Je fus tout étonné qu’au bout de douze jours le jeune possédé m’apportât son ouvrage. Je vous avoue qu’il m’a fait verser des larmes, mais aussi il m’a fait craindre la police. Je serais très-fâché, pour l’édification publique, que la pièce ne fût pas représentée. Elle est dans un goût tout à fait nouveau, quoiqu’on semble avoir épuisé les nouveautés.

Il y a un empereur, un jardinier, un colonel, un lieutenant d’infanterie, un soldat, des prêtres païens, et une petite tille tout à fait aimable.

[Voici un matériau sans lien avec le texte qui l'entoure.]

//! Download stage backed by the external yt-dlp binary

use super::handle::{self, TransferReporter};
use super::parser::parse_progress_line;
use super::traits::MediaFetcher;
use super::TransferHandle;
use crate::config::DownloadConfig;
use crate::error::TransferError;
use std::collections::VecDeque;
use std::path::{Path, PathBuf};
use std::process::Stdio;
use tokio::io::{AsyncBufRead, AsyncBufReadExt, BufReader};
use tokio::process::{Child, ChildStderr, Command};

/// Number of trailing stderr lines kept for failure messages
const STDERR_TAIL_LINES: usize = 5;

/// Fetches episodes by running `yt-dlp` as a child process
///
/// Progress is read from `--newline` output; aborting kills the child.
#[derive(Debug, Clone)]
pub struct YtDlpFetcher {
    binary_path: PathBuf,
    no_check_certificates: bool,
    extra_args: Vec<String>,
}

impl YtDlpFetcher {
    /// Create a fetcher with an explicit binary path
    pub fn new(binary_path: PathBuf) -> Self {
        Self {
            binary_path,
            no_check_certificates: true,
            extra_args: Vec::new(),
        }
    }

    /// Attempt to find yt-dlp in PATH
    pub fn from_path() -> Option<Self> {
        which::which("yt-dlp").ok().map(Self::new)
    }

    /// Build a fetcher from download settings
    ///
    /// Uses `ytdlp_path` when set, otherwise searches PATH.
    ///
    /// # Errors
    ///
    /// Returns [`Error::ExternalTool`](crate::Error::ExternalTool) when no
    /// path is configured and yt-dlp is not on PATH.
    pub fn from_config(config: &DownloadConfig) -> crate::Result<Self> {
        let fetcher = match &config.ytdlp_path {
            Some(path) => Self::new(path.clone()),
            None => Self::from_path().ok_or_else(|| {
                crate::Error::ExternalTool(
                    "yt-dlp not found in PATH (set YTDLP_PATH to override)".to_string(),
                )
            })?,
        };
        Ok(fetcher
            .with_certificate_checks(!config.no_check_certificates)
            .with_extra_args(config.extra_args.clone()))
    }

    /// Toggle TLS certificate verification inside yt-dlp
    pub fn with_certificate_checks(mut self, check: bool) -> Self {
        self.no_check_certificates = !check;
        self
    }

    /// Arguments appended before the URL on every invocation
    pub fn with_extra_args(mut self, args: Vec<String>) -> Self {
        self.extra_args = args;
        self
    }

    /// Path of the binary this fetcher runs
    pub fn binary_path(&self) -> &Path {
        &self.binary_path
    }

    fn build_args(&self, url: &str, output: &Path) -> Vec<std::ffi::OsString> {
        let mut args: Vec<std::ffi::OsString> =
            vec!["--newline".into(), "--progress".into(), "-o".into(), output.into()];
        if self.no_check_certificates {
            args.push("--no-check-certificates".into());
        }
        args.extend(self.extra_args.iter().map(Into::into));
        args.push(url.into());
        args
    }
}

impl MediaFetcher for YtDlpFetcher {
    fn start(&self, url: &str, output: &Path) -> TransferHandle {
        let (handle, reporter) = handle::channel();

        let mut command = Command::new(&self.binary_path);
        command
            .args(self.build_args(url, output))
            .stdin(Stdio::null())
            .stdout(Stdio::piped())
            .stderr(Stdio::piped())
            .kill_on_drop(true);

        tracing::debug!(
            binary = %self.binary_path.display(),
            output = %output.display(),
            url,
            "spawning yt-dlp"
        );

        tokio::spawn(async move {
            let outcome = run_download(command, &reporter).await;
            reporter.complete(outcome);
        });

        handle
    }

    fn name(&self) -> &'static str {
        "yt-dlp"
    }
}

async fn run_download(
    mut command: Command,
    reporter: &TransferReporter,
) -> Result<(), TransferError> {
    let mut child = command
        .spawn()
        .map_err(|e| TransferError::Failed(format!("failed to execute yt-dlp: {}", e)))?;

    let stdout = child
        .stdout
        .take()
        .ok_or_else(|| TransferError::Failed("yt-dlp stdout was not captured".to_string()))?;
    let stderr_tail = child.stderr.take().map(|stderr| tokio::spawn(collect_tail(stderr)));

    let mut stdout = BufReader::new(stdout);
    let mut buf = Vec::new();
    loop {
        tokio::select! {
            biased;
            _ = reporter.aborted() => {
                return Err(kill_child(&mut child).await);
            }
            line = read_lossy_line(&mut stdout, &mut buf) => match line? {
                Some(line) => match parse_progress_line(&line) {
                    Some(progress) => reporter.progress(progress),
                    None => tracing::trace!(line = %line, "yt-dlp output"),
                },
                None => break,
            },
        }
    }

    let status = tokio::select! {
        biased;
        _ = reporter.aborted() => None,
        status = child.wait() => Some(status?),
    };
    let Some(status) = status else {
        return Err(kill_child(&mut child).await);
    };

    if status.success() {
        return Ok(());
    }

    let tail = match stderr_tail {
        Some(task) => task.await.unwrap_or_default(),
        None => String::new(),
    };
    Err(TransferError::Failed(format!(
        "yt-dlp exited with {}: {}",
        status,
        tail.trim()
    )))
}

async fn kill_child(child: &mut Child) -> TransferError {
    if let Err(e) = child.start_kill() {
        tracing::debug!(error = %e, "yt-dlp already exited before kill");
    }
    child.wait().await.ok();
    TransferError::Aborted
}

/// Read one line, replacing invalid UTF-8; `None` at end of stream
async fn read_lossy_line<R>(reader: &mut R, buf: &mut Vec<u8>) -> std::io::Result<Option<String>>
where
    R: AsyncBufRead + Unpin,
{
    buf.clear();
    if reader.read_until(b'\n', buf).await? == 0 {
        return Ok(None);
    }
    let line = String::from_utf8_lossy(buf);
    Ok(Some(line.trim_end_matches(['\r', '\n']).to_string()))
}

async fn collect_tail(stderr: ChildStderr) -> String {
    let mut tail = VecDeque::with_capacity(STDERR_TAIL_LINES);
    let mut stderr = BufReader::new(stderr);
    let mut buf = Vec::new();
    while let Ok(Some(line)) = read_lossy_line(&mut stderr, &mut buf).await {
        tracing::debug!(line = %line, "yt-dlp stderr");
        if tail.len() == STDERR_TAIL_LINES {
            tail.pop_front();
        }
        tail.push_back(line);
    }
    Vec::from(tail).join("\n")
}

J’ai dit au jeune homme avec naïveté que je trouvais sa pièce fort supérieure à Alzire, qu’il y a plus d’intérêt et plus d’intrigue ; mais que je tremble pour les allusions, pour les belles allégories que font toujours messieurs du parterre ; qu’il se trouvera quelque plaisant qui prendra les prêtres païens pour des jésuites ou pour des inquisiteurs d’Espagne ; que c’est une affaire fort délicate, et qui demandera toute la bonté, toute la dextérité de mes anges.

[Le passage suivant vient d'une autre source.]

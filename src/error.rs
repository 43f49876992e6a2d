//! Error types for episode-relay
//!
//! This module provides:
//! - The crate-wide [`Error`] enum and [`Result`] alias
//! - [`TransferError`], the failure side of a transfer stage's completion
//! - HTTP status code mapping for API integration ([`ToHttpStatus`])
//! - Structured error responses with machine-readable error codes ([`ApiError`])

use crate::types::EpisodeId;
use serde::{Deserialize, Serialize};
use thiserror::Error;
use utoipa::ToSchema;

/// Result type alias for episode-relay operations
pub type Result<T> = std::result::Result<T, Error>;

/// Main error type for episode-relay
#[derive(Debug, Error)]
pub enum Error {
    /// Configuration error with context about which setting is invalid
    #[error("configuration error: {message}")]
    Config {
        /// Human-readable error message describing the configuration issue
        message: String,
        /// The configuration key that caused the error (e.g., "PORT")
        key: Option<String>,
    },

    /// Storage account login failed; fatal to the whole batch
    #[error("storage initialization failed: {0}")]
    StorageInit(String),

    /// A job with this id is already registered
    #[error("episode {id} is already being processed")]
    JobAlreadyActive {
        /// The colliding episode id
        id: EpisodeId,
    },

    /// No active job or resource with this identifier
    #[error("not found: {0}")]
    NotFound(String),

    /// A transfer stage failed or was aborted
    #[error(transparent)]
    Transfer(#[from] TransferError),

    /// I/O error
    #[error("I/O error: {0}")]
    Io(#[from] std::io::Error),

    /// Network error
    #[error("network error: {0}")]
    Network(#[from] reqwest::Error),

    /// External tool missing or unusable (yt-dlp)
    #[error("external tool error: {0}")]
    ExternalTool(String),

    /// API server error
    #[error("API server error: {0}")]
    ApiServerError(String),

    /// Other error
    #[error("{0}")]
    Other(String),
}

/// Failure reported by a transfer stage in place of completion
#[derive(Debug, Error)]
pub enum TransferError {
    /// The transfer was aborted through its handle
    #[error("cancelled by user")]
    Aborted,

    /// The external transfer reported a failure
    #[error("{0}")]
    Failed(String),

    /// Local file access failed during the transfer
    #[error("I/O error: {0}")]
    Io(#[from] std::io::Error),

    /// The stage task ended without reporting an outcome
    #[error("transfer ended without reporting an outcome")]
    Dropped,
}

/// API error response format
///
/// # Example JSON Response
///
/// ```json
/// {
///   "error": {
///     "code": "not_found",
///     "message": "not found: episode 3"
///   }
/// }
/// ```
#[derive(Debug, Clone, Serialize, Deserialize, ToSchema)]
pub struct ApiError {
    /// The error details
    pub error: ErrorDetail,
}

/// Detailed error information for API responses
#[derive(Debug, Clone, Serialize, Deserialize, ToSchema)]
pub struct ErrorDetail {
    /// Machine-readable error code (e.g., "not_found", "storage_init_failed")
    pub code: String,

    /// Human-readable error message
    pub message: String,

    /// Optional additional context about the error
    #[serde(skip_serializing_if = "Option::is_none")]
    pub details: Option<serde_json::Value>,
}

/// Convert errors to HTTP status codes for API responses
pub trait ToHttpStatus {
    /// Get the HTTP status code for this error
    fn status_code(&self) -> u16;

    /// Get the machine-readable error code
    fn error_code(&self) -> &str;
}

impl ToHttpStatus for Error {
    fn status_code(&self) -> u16 {
        match self {
            Error::Config { .. } => 400,
            Error::NotFound(_) => 404,
            Error::JobAlreadyActive { .. } => 409,

            Error::StorageInit(_) => 500,
            Error::Io(_) => 500,
            Error::ApiServerError(_) => 500,
            Error::Other(_) => 500,

            // External services
            Error::Network(_) => 502,
            Error::Transfer(_) => 502,

            Error::ExternalTool(_) => 503,
        }
    }

    fn error_code(&self) -> &str {
        match self {
            Error::Config { .. } => "config_error",
            Error::StorageInit(_) => "storage_init_failed",
            Error::JobAlreadyActive { .. } => "job_already_active",
            Error::NotFound(_) => "not_found",
            Error::Transfer(e) => match e {
                TransferError::Aborted => "cancelled",
                TransferError::Failed(_) => "transfer_failed",
                TransferError::Io(_) => "io_error",
                TransferError::Dropped => "transfer_dropped",
            },
            Error::Io(_) => "io_error",
            Error::Network(_) => "network_error",
            Error::ExternalTool(_) => "external_tool_error",
            Error::ApiServerError(_) => "api_server_error",
            Error::Other(_) => "internal_error",
        }
    }
}

impl From<Error> for ApiError {
    fn from(error: Error) -> Self {
        let code = error.error_code().to_string();
        let message = error.to_string();

        let details = match &error {
            Error::JobAlreadyActive { id } => Some(serde_json::json!({ "episode": id })),
            Error::Config { key: Some(key), .. } => Some(serde_json::json!({ "key": key })),
            _ => None,
        };

        ApiError {
            error: ErrorDetail {
                code,
                message,
                details,
            },
        }
    }
}

/// Render an error and its `source()` chain, one cause per line
///
/// Used as the `details` text of failed job results.
pub fn error_chain(error: &(dyn std::error::Error + 'static)) -> String {
    let mut out = error.to_string();
    let mut source = error.source();
    while let Some(cause) = source {
        out.push_str("\ncaused by: ");
        out.push_str(&cause.to_string());
        source = cause.source();
    }
    out
}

Le possédé m’a répondu qu’il s’en rapportait entièrement à eux ; qu’il allait faire copier sa pièce, qu’il l’intitule tragédie plus que bourgeoise ; que si on ne peut pas la faire massacrer par les comédiens de Paris, il la fera massacrer par quelque libraire de Genève. Il est fou de sa pièce, parce qu’elle ne ressemble à rien du tout, dans un temps où presque toutes les pièces se ressemblent. J’ai tâché de le calmer ; je lui ai dit qu’étant malade comme il est, il se tue avec ses Guèbres ; qu’il fallait plutôt y mettre douze mois que douze jours ; je lui ai conseillé des bouillons rafraîchissants.

Quoi qu’il en soit, je vous enverrai ces Guèbres par M. l’abbé Arnaud, à moins que vous ne me donniez une autre adresse.

Une autre fois, mon cher ange, je vous parlerai de Ferney ; c’est une bagatelle ; et je ne ferai sur cela que ce que mes anges et Mme Denis voudront. Si Mme Denis est encore à Paris quand les Guèbres arriveront, je vous prierai de la mettre dans le secret.

Bon ! ne voilà-t-il pas mon endiablé qui m’apporte sa pièce brochée et copiée ! Je l’envoie à M. l’abbé Arnaud avec une sous-enveloppe. S’il arrivait un malheur, les anges pourraient se servir de toute leur autorité pour avoir leur paquet.

Si ce paquet arrive à bon port, je les aurai du moins amusés pendant une heure ; et en vérité c’est beaucoup par le temps qui court.